And again, the midrange of old, RX480 had 8gb of ram and the gtx1060 had 6gb of ram...to have an RTX3080 now with 10gb is just pathetic imo with the eye on progression and placement.
Peeps have been complaining about VRAM for generations of cards, and real world testing has nott borne it up. Every time test sites have compared the same GPU w/ different RAM sizes, in almost every game, there was no observable impact in performance.

alienbabeltech.com/main/gtx-770-4gb-vs-2gb-tested/3/
2GB vs 4 GB 770... when everyone was saying 2Gb was not enough, this test showed otherwise.

"There isn’t a lot of difference between the cards at 1920×1080 or at 2560×1600. We only start to see minimal differences at 5760×1080, and even so, there is rarely a frame or two difference. ... There is one last thing to note with Max Payne 3: It would not normally allow one to set 4xAA at 5760×1080 with any 2GB card as it ***claims*** to require 2750MB. However, when we replaced the 4GB GTX 770 with the 2GB version, the game allowed the setting. And there were no slowdowns, stuttering, nor any performance differences that we could find between the two GTX 770s.

Same here .... www.guru3d.com/articles_pages/gigabyte_geforce_gtx_960_g1_gaming_4gb_review,12.html
Same here .... www.extremetech.com/gaming/213069-is-4gb-of-vram-enough-amds-fury-x-faces-off-with-nvidias-gtx-980-ti-titan-x
Same here .... www.pugetsystems.com/labs/articles/Video-Card-Performance-2GB-vs-4GB-Memory-154/

Yes, you can find some games that will show a difference, most;ly SIMs w/ bad console ports

And lets remember ... the 3GB version of the 1060 did just fine. They were not the same GPU, the 3 GB version had 10% less shaders which gave the 6 GB an VRAM independent speed advantage. The extra shaders gave the 6 GB version a 6 % speed advantage over the 3 GB ... So when going to 1440p, if there was even a hint of impact due to VRAM, that 6% should be miuch bigger ... it wasn't....only saw a difference at 4k.

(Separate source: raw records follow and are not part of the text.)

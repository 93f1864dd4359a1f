//! Tunnel Provider Contract
//!
//! The encrypted tunnel engine is external. This module fixes the narrow
//! surface the orchestrator needs from it: start a tunnel from a
//! [`TunnelSpec`], dial streams and datagrams through it, stop it.
//!
//! [`TunnelHandle`] owns one running tunnel and guarantees it is stopped
//! at most once. [`HostNetwork`] is a provider that dials through the
//! host's own network stack.

use crate::config::PeerConfig;
use async_trait::async_trait;
use std::fmt;
use std::io;
use std::net::{IpAddr, Ipv4Addr, Ipv6Addr, SocketAddr};
use std::sync::Arc;
use std::sync::atomic::{AtomicBool, Ordering};
use std::time::Duration;
use tokio::io::{AsyncRead, AsyncWrite};
use tokio::net::{TcpStream, UdpSocket};
use tracing::{debug, info};

/// Byte stream dialed through a tunnel
pub trait StreamConn: AsyncRead + AsyncWrite + Unpin + Send {}

impl<T: AsyncRead + AsyncWrite + Unpin + Send> StreamConn for T {}

pub type BoxedStream = Box<dyn StreamConn>;

/// Connected datagram endpoint dialed through a tunnel
#[async_trait]
pub trait DatagramConn: Send + Sync {
    async fn send(&self, buf: &[u8]) -> io::Result<usize>;

    async fn recv(&self, buf: &mut [u8]) -> io::Result<usize>;
}

#[async_trait]
impl DatagramConn for UdpSocket {
    async fn send(&self, buf: &[u8]) -> io::Result<usize> {
        UdpSocket::send(self, buf).await
    }

    async fn recv(&self, buf: &mut [u8]) -> io::Result<usize> {
        UdpSocket::recv(self, buf).await
    }
}

/// A running virtual tunnel
#[async_trait]
pub trait Tunnel: Send + Sync {
    /// Open a byte stream to `destination` (`host:port`)
    async fn dial(&self, destination: &str) -> Result<BoxedStream, TunnelError>;

    /// Open a datagram flow to `destination`
    async fn dial_udp(&self, destination: SocketAddr) -> Result<Box<dyn DatagramConn>, TunnelError>;

    /// Tear the tunnel down. May be called more than once.
    async fn stop(&self);
}

/// Everything a provider needs to bring one tunnel up
#[derive(Debug, Clone)]
pub struct TunnelSpec {
    pub peer: PeerConfig,
    /// Addresses assigned to the virtual device
    pub addresses: Vec<IpAddr>,
    pub dns: Vec<IpAddr>,
    pub mtu: usize,
}

/// Starts tunnels
#[async_trait]
pub trait TunnelProvider: Send + Sync {
    async fn start(&self, spec: TunnelSpec) -> Result<Arc<dyn Tunnel>, TunnelError>;
}

/// Tunnel lifecycle state
#[derive(Debug, Clone, Copy, PartialEq, Eq)]
pub enum TunnelState {
    Running,
    Stopped,
}

impl TunnelState {
    pub fn is_running(&self) -> bool {
        matches!(self, TunnelState::Running)
    }
}

/// Sole owner of one running tunnel
pub struct TunnelHandle {
    name: &'static str,
    tunnel: Arc<dyn Tunnel>,
    mtu: usize,
    stopped: AtomicBool,
}

impl TunnelHandle {
    pub fn new(name: &'static str, tunnel: Arc<dyn Tunnel>, mtu: usize) -> Self {
        Self {
            name,
            tunnel,
            mtu,
            stopped: AtomicBool::new(false),
        }
    }

    pub fn name(&self) -> &'static str {
        self.name
    }

    pub fn mtu(&self) -> usize {
        self.mtu
    }

    pub fn tunnel(&self) -> Arc<dyn Tunnel> {
        self.tunnel.clone()
    }

    pub fn state(&self) -> TunnelState {
        if self.stopped.load(Ordering::Acquire) {
            TunnelState::Stopped
        } else {
            TunnelState::Running
        }
    }

    /// Stop the underlying tunnel; later calls do nothing.
    pub async fn stop(&self) {
        if self.stopped.swap(true, Ordering::AcqRel) {
            return;
        }
        info!("Stopping {} tunnel", self.name);
        self.tunnel.stop().await;
    }
}

impl fmt::Debug for TunnelHandle {
    fn fmt(&self, f: &mut fmt::Formatter<'_>) -> fmt::Result {
        f.debug_struct("TunnelHandle")
            .field("name", &self.name)
            .field("mtu", &self.mtu)
            .field("state", &self.state())
            .finish()
    }
}

/// How long [`HostNetwork`] waits for a stream dial
pub const HOST_DIAL_TIMEOUT: Duration = Duration::from_secs(10);

/// Provider whose tunnels are the host network stack itself
#[derive(Debug, Clone, Default)]
pub struct HostNetwork;

#[async_trait]
impl TunnelProvider for HostNetwork {
    async fn start(&self, spec: TunnelSpec) -> Result<Arc<dyn Tunnel>, TunnelError> {
        debug!(
            "Host network standing in for peer {} (mtu {})",
            spec.peer.endpoint, spec.mtu
        );
        Ok(Arc::new(HostTunnel::default()))
    }
}

#[derive(Debug, Default)]
pub struct HostTunnel {
    stopped: AtomicBool,
}

impl HostTunnel {
    fn ensure_running(&self) -> Result<(), TunnelError> {
        if self.stopped.load(Ordering::Acquire) {
            return Err(TunnelError::Stopped);
        }
        Ok(())
    }
}

#[async_trait]
impl Tunnel for HostTunnel {
    async fn dial(&self, destination: &str) -> Result<BoxedStream, TunnelError> {
        self.ensure_running()?;
        let stream = tokio::time::timeout(HOST_DIAL_TIMEOUT, TcpStream::connect(destination))
            .await
            .map_err(|_| TunnelError::DialTimeout(destination.to_string()))??;
        Ok(Box::new(stream))
    }

    async fn dial_udp(&self, destination: SocketAddr) -> Result<Box<dyn DatagramConn>, TunnelError> {
        self.ensure_running()?;
        let local: SocketAddr = if destination.is_ipv4() {
            (Ipv4Addr::UNSPECIFIED, 0).into()
        } else {
            (Ipv6Addr::UNSPECIFIED, 0).into()
        };
        let socket = UdpSocket::bind(local).await?;
        socket.connect(destination).await?;
        Ok(Box::new(socket))
    }

    async fn stop(&self) {
        self.stopped.store(true, Ordering::Release);
    }
}

/// Tunnel errors
#[derive(Debug, thiserror::Error)]
pub enum TunnelError {
    #[error("Tunnel failed to start: {0}")]
    StartFailed(String),

    #[error("Tunnel is stopped")]
    Stopped,

    #[error("Dial to {0} timed out")]
    DialTimeout(String),

    #[error("IO error: {0}")]
    Io(#[from] io::Error),
}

Based upon actual testing at lower res's and scaling up accordingly, my expectations for the 2080 were 12k, so was surprised at the odd 11 number.... for 3080, I thot they'd do 12 ... so 10 tells me thet Nvidia must know more than we know. No sense putting it in if it's not used.... no different that have an 8+6 power connector on a 225 watt card. Just because the connectors and cable can pull 225 watts (+ 75 from the slot) doesn't mean it will ever happen.

Nvidia’s Brandon Bell has addressed this topic more than once saying that the utilities that are available "all report the amount of memory requested by the GPU, not the actual memory usage. Cards will larger memory will request more memory, but that doesn’t mean that they actually use it. They simply request it because the memory is available.” The card manufacturers gave us more RAM because customers would buy it. But for a 1060 ... the test results proved we don't need more than 3 GB at 1080p, the 6 GB version didn't add anything to the mix other than more shaders.

So now for the why 10 question ?

When they did the 1060, 3 GB, why did they disable 10% of the shaders ... didn't save any money ? Let's look at W1zzard's conclusion:

"Typically, GPU vendors use the exact same GPU for SKUs of different memory capacity, just not in this case. NVIDIA decided to reduce the shader count of the GTX 1060 3 GB to 1152 from the 1280 on the 6 GB version. This rough 10% reduction in shaders lets the company increase the performance difference between the 3 GB and 6 GB version, which will probably lure potential customers closer toward the 6 GB version. "

In other words, that needed to kill 10% of the shaders because otherwise.... the performance would be the same and folks would have no reason to spring for the extra $$ for the 6 GB card. Same with the 970's 3.5 GB ... it was clearly done to gimp the 970 and provide a performance gap between the 980. When I heard there was a 3080 and a 3090, coming, I expected 12 and 16 GB.. No I can't help but wonder .... is the 12 GB the sweet spot for 4k and is the use of the 10 GB this generation's the little "gimp" needed to make the cost increase to the 3090 attactive ?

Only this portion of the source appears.